*** Opening Available records ***
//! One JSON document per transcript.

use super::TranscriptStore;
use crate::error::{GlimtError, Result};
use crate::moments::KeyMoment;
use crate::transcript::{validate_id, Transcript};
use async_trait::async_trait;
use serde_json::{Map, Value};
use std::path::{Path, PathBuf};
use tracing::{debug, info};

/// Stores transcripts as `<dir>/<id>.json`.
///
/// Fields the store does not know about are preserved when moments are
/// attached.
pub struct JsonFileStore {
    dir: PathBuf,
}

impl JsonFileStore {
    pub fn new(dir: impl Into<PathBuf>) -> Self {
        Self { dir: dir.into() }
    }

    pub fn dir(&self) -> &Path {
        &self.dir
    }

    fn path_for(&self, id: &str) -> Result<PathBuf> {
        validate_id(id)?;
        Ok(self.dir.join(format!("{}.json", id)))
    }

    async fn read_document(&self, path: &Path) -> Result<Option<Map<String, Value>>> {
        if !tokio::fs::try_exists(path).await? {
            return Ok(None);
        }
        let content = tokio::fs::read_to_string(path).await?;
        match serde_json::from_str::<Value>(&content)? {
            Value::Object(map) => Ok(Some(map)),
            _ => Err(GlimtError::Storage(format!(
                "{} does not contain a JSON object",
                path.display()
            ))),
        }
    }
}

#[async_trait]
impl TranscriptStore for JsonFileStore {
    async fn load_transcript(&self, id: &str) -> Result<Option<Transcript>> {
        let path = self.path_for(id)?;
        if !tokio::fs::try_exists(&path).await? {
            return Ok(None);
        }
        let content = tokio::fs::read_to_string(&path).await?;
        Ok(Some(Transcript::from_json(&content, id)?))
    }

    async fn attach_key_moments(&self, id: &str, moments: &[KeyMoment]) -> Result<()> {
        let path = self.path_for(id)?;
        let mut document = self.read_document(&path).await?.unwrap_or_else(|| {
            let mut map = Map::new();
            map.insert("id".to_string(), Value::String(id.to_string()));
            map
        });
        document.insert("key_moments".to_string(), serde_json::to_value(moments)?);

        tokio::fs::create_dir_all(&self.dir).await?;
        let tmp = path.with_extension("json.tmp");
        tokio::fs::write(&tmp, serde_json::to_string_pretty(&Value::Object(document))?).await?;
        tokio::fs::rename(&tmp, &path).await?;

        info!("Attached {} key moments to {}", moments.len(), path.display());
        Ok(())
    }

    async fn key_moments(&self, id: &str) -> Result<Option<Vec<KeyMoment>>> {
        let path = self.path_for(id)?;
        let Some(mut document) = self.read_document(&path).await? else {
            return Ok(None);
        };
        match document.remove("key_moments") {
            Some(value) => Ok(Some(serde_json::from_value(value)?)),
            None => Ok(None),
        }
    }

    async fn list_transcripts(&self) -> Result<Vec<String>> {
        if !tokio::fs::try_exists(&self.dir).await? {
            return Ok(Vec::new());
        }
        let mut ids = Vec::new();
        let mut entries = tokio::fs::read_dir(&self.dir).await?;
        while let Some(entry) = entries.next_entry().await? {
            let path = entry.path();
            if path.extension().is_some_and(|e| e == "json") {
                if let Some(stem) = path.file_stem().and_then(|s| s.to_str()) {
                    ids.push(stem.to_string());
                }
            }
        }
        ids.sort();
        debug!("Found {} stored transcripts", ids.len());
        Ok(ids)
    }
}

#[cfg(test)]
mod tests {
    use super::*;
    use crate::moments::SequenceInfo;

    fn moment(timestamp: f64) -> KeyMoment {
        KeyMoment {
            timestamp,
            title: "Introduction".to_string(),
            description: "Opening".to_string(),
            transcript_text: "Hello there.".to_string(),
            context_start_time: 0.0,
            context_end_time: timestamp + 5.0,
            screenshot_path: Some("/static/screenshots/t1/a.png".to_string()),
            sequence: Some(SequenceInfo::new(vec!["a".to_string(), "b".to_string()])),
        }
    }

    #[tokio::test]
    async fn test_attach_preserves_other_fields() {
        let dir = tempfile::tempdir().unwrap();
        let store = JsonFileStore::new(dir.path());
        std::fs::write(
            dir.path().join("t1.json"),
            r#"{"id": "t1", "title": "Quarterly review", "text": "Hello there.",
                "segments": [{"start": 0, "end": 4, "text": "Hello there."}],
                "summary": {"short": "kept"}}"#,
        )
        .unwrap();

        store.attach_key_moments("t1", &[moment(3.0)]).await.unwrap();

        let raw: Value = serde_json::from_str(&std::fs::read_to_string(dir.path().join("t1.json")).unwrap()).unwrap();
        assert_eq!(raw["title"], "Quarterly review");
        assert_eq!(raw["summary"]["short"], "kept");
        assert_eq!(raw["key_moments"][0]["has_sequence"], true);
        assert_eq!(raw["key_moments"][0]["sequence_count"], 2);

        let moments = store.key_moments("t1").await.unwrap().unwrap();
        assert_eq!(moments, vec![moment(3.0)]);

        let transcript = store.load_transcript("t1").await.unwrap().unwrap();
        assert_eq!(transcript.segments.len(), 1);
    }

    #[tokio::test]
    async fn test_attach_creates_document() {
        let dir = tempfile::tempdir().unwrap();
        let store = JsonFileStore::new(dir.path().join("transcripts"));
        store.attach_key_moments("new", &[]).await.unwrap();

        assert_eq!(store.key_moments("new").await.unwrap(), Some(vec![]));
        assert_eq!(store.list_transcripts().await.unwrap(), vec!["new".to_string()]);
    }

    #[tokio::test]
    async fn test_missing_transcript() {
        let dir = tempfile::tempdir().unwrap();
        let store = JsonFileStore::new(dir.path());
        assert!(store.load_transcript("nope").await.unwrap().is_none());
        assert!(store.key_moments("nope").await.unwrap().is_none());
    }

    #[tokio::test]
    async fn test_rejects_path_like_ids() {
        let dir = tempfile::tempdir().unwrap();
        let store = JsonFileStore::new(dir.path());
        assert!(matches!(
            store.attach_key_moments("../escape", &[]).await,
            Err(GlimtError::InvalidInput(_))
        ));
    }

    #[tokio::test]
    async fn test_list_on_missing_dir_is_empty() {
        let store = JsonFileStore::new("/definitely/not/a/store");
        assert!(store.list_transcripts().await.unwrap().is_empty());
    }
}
*** Closing Available records ***
▶ [Problem details] In the listing above, find each line where "JsonFileStore" occurs and copy it.

▶ [Written answer]
pub struct JsonFileStore {
impl JsonFileStore {
impl TranscriptStore for JsonFileStore {
        let store = JsonFileStore::new(dir.path());
        let store = JsonFileStore::new(dir.path().join("transcripts"));
        let store = JsonFileStore::new(dir.path());
        let store = JsonFileStore::new(dir.path());
        let store = JsonFileStore::new("/definitely/not/a/store");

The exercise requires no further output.